::: Material provided :::

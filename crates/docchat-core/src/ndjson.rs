//! Newline-delimited JSON decoding for streamed chat responses.
//!
//! The backend answers a streamed query with one JSON object per line:
//! ```text
//! {"chunk": "Hel"}
//! {"chunk": "lo"}
//! {"complete": true, "sources": [{"doc_id": "42", "score": 0.81, "chunk": "..."}]}
//! ```
//! Network reads do not respect line boundaries, so the decoder keeps the
//! trailing bytes of every buffer until the next newline arrives. Splitting
//! happens on raw bytes: `\n` never occurs inside a multi-byte UTF-8
//! sequence, so a character split across two reads is reassembled before the
//! line is decoded.

use futures_util::{Stream, StreamExt};
use serde_json::Value;
use tracing::{debug, warn};

/// Incremental decoder that turns byte buffers into parsed JSON lines.
#[derive(Debug, Default)]
pub struct LineDecoder {
    pending: Vec<u8>,
    skipped: usize,
}

enum ParsedLine {
    Blank,
    Value(Value),
    Malformed,
}

impl LineDecoder {
    pub fn new() -> Self {
        Self::default()
    }

    /// Feed one transport buffer and return every record completed by it.
    pub fn push(&mut self, buf: &[u8]) -> Vec<Value> {
        self.pending.extend_from_slice(buf);

        let mut values = Vec::new();
        let mut start = 0;
        while let Some(offset) = self.pending[start..].iter().position(|&b| b == b'\n') {
            let end = start + offset;
            match parse_line(&self.pending[start..end]) {
                ParsedLine::Value(value) => values.push(value),
                ParsedLine::Malformed => self.skipped += 1,
                ParsedLine::Blank => {}
            }
            start = end + 1;
        }
        self.pending.drain(..start);

        values
    }

    /// Flush the carry-over at end of stream, attempting it as one last record.
    pub fn finish(&mut self) -> Option<Value> {
        if self.pending.is_empty() {
            return None;
        }
        let rest = std::mem::take(&mut self.pending);
        match parse_line(&rest) {
            ParsedLine::Value(value) => Some(value),
            ParsedLine::Malformed => {
                self.skipped += 1;
                None
            }
            ParsedLine::Blank => None,
        }
    }

    /// Number of lines dropped because they were not valid JSON.
    pub fn skipped(&self) -> usize {
        self.skipped
    }

    /// Bytes held back waiting for a newline.
    pub fn pending_len(&self) -> usize {
        self.pending.len()
    }
}

fn parse_line(line: &[u8]) -> ParsedLine {
    if line.iter().all(|b| b.is_ascii_whitespace()) {
        return ParsedLine::Blank;
    }
    match serde_json::from_slice::<Value>(line) {
        Ok(value) => ParsedLine::Value(value),
        Err(e) => {
            warn!(
                error = %e,
                line = %String::from_utf8_lossy(line),
                "Skipping malformed stream line"
            );
            ParsedLine::Malformed
        }
    }
}

/// Decode a transport byte stream into a lazy stream of JSON records.
///
/// A transport error is yielded once and ends the stream. Malformed lines are
/// skipped with a warning.
pub fn decode_stream<S, B, E>(byte_stream: S) -> impl Stream<Item = anyhow::Result<Value>>
where
    S: Stream<Item = Result<B, E>>,
    B: AsRef<[u8]>,
    E: Into<anyhow::Error>,
{
    async_stream::stream! {
        let mut decoder = LineDecoder::new();
        let mut byte_stream = std::pin::pin!(byte_stream);

        while let Some(chunk) = byte_stream.next().await {
            match chunk {
                Ok(buf) => {
                    for value in decoder.push(buf.as_ref()) {
                        yield Ok(value);
                    }
                }
                Err(e) => {
                    let err: anyhow::Error = e.into();
                    yield Err(err);
                    return;
                }
            }
        }

        if let Some(value) = decoder.finish() {
            yield Ok(value);
        }
        if decoder.skipped() > 0 {
            debug!(skipped = decoder.skipped(), "Stream ended with skipped lines");
        }
    }
}
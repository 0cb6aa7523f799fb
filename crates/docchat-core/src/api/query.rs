use anyhow::Result;
use async_trait::async_trait;
use serde::{Deserialize, Serialize};

use super::{ensure_success, into_byte_stream, ApiClient};
use crate::backend::{ByteStream, QueryBackend};
use crate::record::Source;

pub const DEFAULT_TOP_K: u32 = 8;

#[derive(Serialize)]
struct QueryRequest<'a> {
    query: &'a str,
    top_k: u32,
}

#[derive(Debug, Clone, Deserialize)]
pub struct QueryResponse {
    pub answer: String,
    #[serde(default)]
    pub sources: Vec<Source>,
}

impl ApiClient {
    /// Ask the knowledge base and wait for the whole answer.
    pub async fn query(&self, query: &str, top_k: u32) -> Result<QueryResponse> {
        let response = self
            .post("/rag/query")
            .json(&QueryRequest { query, top_k })
            .send()
            .await?;

        let response = ensure_success(response, "Query").await?;
        Ok(response.json().await?)
    }

    /// Ask the knowledge base and receive the answer as NDJSON.
    pub async fn query_stream(&self, query: &str, top_k: u32) -> Result<ByteStream> {
        let response = self
            .post("/rag/query_stream")
            .json(&QueryRequest { query, top_k })
            .send()
            .await?;

        let response = ensure_success(response, "Streaming query").await?;
        Ok(into_byte_stream(response))
    }
}

/// The shared, authenticated knowledge base as a chat backend.
#[derive(Clone)]
pub struct KnowledgeBase {
    api: ApiClient,
    top_k: u32,
}

impl KnowledgeBase {
    pub fn new(api: ApiClient, top_k: u32) -> Self {
        Self { api, top_k }
    }
}

#[async_trait]
impl QueryBackend for KnowledgeBase {
    async fn open_stream(&self, query: &str) -> Result<ByteStream> {
        self.api.query_stream(query, self.top_k).await
    }
}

:::

*Exercise prompt*: Each line of the listing is to be output verbatim.

*Solution to the problem*:
filename crates/docchat-core/src/ndjson.rs
//! Newline-delimited JSON decoding for streamed chat responses.
//!
//! The backend answers a streamed query with one JSON object per line:
//! ```text
//! {"chunk": "Hel"}
//! {"chunk": "lo"}
//! {"complete": true, "sources": [{"doc_id": "42", "score": 0.81, "chunk": "..."}]}
//! ```
//! Network reads do not respect line boundaries, so the decoder keeps the
//! trailing bytes of every buffer until the next newline arrives. Splitting
//! happens on raw bytes: `\n` never occurs inside a multi-byte UTF-8
//! sequence, so a character split across two reads is reassembled before the
//! line is decoded.

use futures_util::{Stream, StreamExt};
use serde_json::Value;
use tracing::{debug, warn};

/// Incremental decoder that turns byte buffers into parsed JSON lines.
#[derive(Debug, Default)]
pub struct LineDecoder {
    pending: Vec<u8>,
    skipped: usize,
}

enum ParsedLine {
    Blank,
    Value(Value),
    Malformed,
}

impl LineDecoder {
    pub fn new() -> Self {
        Self::default()
    }

    /// Feed one transport buffer and return every record completed by it.
    pub fn push(&mut self, buf: &[u8]) -> Vec<Value> {
        self.pending.extend_from_slice(buf);

        let mut values = Vec::new();
        let mut start = 0;
        while let Some(offset) = self.pending[start..].iter().position(|&b| b == b'\n') {
            let end = start + offset;
            match parse_line(&self.pending[start..end]) {
                ParsedLine::Value(value) => values.push(value),
                ParsedLine::Malformed => self.skipped += 1,
                ParsedLine::Blank => {}
            }
            start = end + 1;
        }
        self.pending.drain(..start);

        values
    }

    /// Flush the carry-over at end of stream, attempting it as one last record.
    pub fn finish(&mut self) -> Option<Value> {
        if self.pending.is_empty() {
            return None;
        }
        let rest = std::mem::take(&mut self.pending);
        match parse_line(&rest) {
            ParsedLine::Value(value) => Some(value),
            ParsedLine::Malformed => {
                self.skipped += 1;
                None
            }
            ParsedLine::Blank => None,
        }
    }

    /// Number of lines dropped because they were not valid JSON.
    pub fn skipped(&self) -> usize {
        self.skipped
    }

    /// Bytes held back waiting for a newline.
    pub fn pending_len(&self) -> usize {
        self.pending.len()
    }
}

fn parse_line(line: &[u8]) -> ParsedLine {
    if line.iter().all(|b| b.is_ascii_whitespace()) {
        return ParsedLine::Blank;
    }
    match serde_json::from_slice::<Value>(line) {
        Ok(value) => ParsedLine::Value(value),
        Err(e) => {
            warn!(
                error = %e,
                line = %String::from_utf8_lossy(line),
                "Skipping malformed stream line"
            );
            ParsedLine::Malformed
        }
    }
}

/// Decode a transport byte stream into a lazy stream of JSON records.
///
/// A transport error is yielded once and ends the stream. Malformed lines are
/// skipped with a warning.
pub fn decode_stream<S, B, E>(byte_stream: S) -> impl Stream<Item = anyhow::Result<Value>>
where
    S: Stream<Item = Result<B, E>>,
    B: AsRef<[u8]>,
    E: Into<anyhow::Error>,
{
    async_stream::stream! {
        let mut decoder = LineDecoder::new();
        let mut byte_stream = std::pin::pin!(byte_stream);

        while let Some(chunk) = byte_stream.next().await {
            match chunk {
                Ok(buf) => {
                    for value in decoder.push(buf.as_ref()) {
                        yield Ok(value);
                    }
                }
                Err(e) => {
                    let err: anyhow::Error = e.into();
                    yield Err(err);
                    return;
                }
            }
        }

        if let Some(value) = decoder.finish() {
            yield Ok(value);
        }
        if decoder.skipped() > 0 {
            debug!(skipped = decoder.skipped(), "Stream ended with skipped lines");
        }
    }
}
repository 0cb6aa7523f799fb
filename crates/docchat-core/src/api/query.rs
use anyhow::Result;
use async_trait::async_trait;
use serde::{Deserialize, Serialize};

use super::{ensure_success, into_byte_stream, ApiClient};
use crate::backend::{ByteStream, QueryBackend};
use crate::record::Source;

pub const DEFAULT_TOP_K: u32 = 8;

#[derive(Serialize)]
struct QueryRequest<'a> {
    query: &'a str,
    top_k: u32,
}

#[derive(Debug, Clone, Deserialize)]
pub struct QueryResponse {
    pub answer: String,
    #[serde(default)]
    pub sources: Vec<Source>,
}

impl ApiClient {
    /// Ask the knowledge base and wait for the whole answer.
    pub async fn query(&self, query: &str, top_k: u32) -> Result<QueryResponse> {
        let response = self
            .post("/rag/query")
            .json(&QueryRequest { query, top_k })
            .send()
            .await?;

        let response = ensure_success(response, "Query").await?;
        Ok(response.json().await?)
    }

    /// Ask the knowledge base and receive the answer as NDJSON.
    pub async fn query_stream(&self, query: &str, top_k: u32) -> Result<ByteStream> {
        let response = self
            .post("/rag/query_stream")
            .json(&QueryRequest { query, top_k })
            .send()
            .await?;

        let response = ensure_success(response, "Streaming query").await?;
        Ok(into_byte_stream(response))
    }
}

/// The shared, authenticated knowledge base as a chat backend.
#[derive(Clone)]
pub struct KnowledgeBase {
    api: ApiClient,
    top_k: u32,
}

impl KnowledgeBase {
    pub fn new(api: ApiClient, top_k: u32) -> Self {
        Self { api, top_k }
    }
}

#[async_trait]
impl QueryBackend for KnowledgeBase {
    async fn open_stream(&self, query: &str) -> Result<ByteStream> {
        self.api.query_stream(query, self.top_k).await
    }
}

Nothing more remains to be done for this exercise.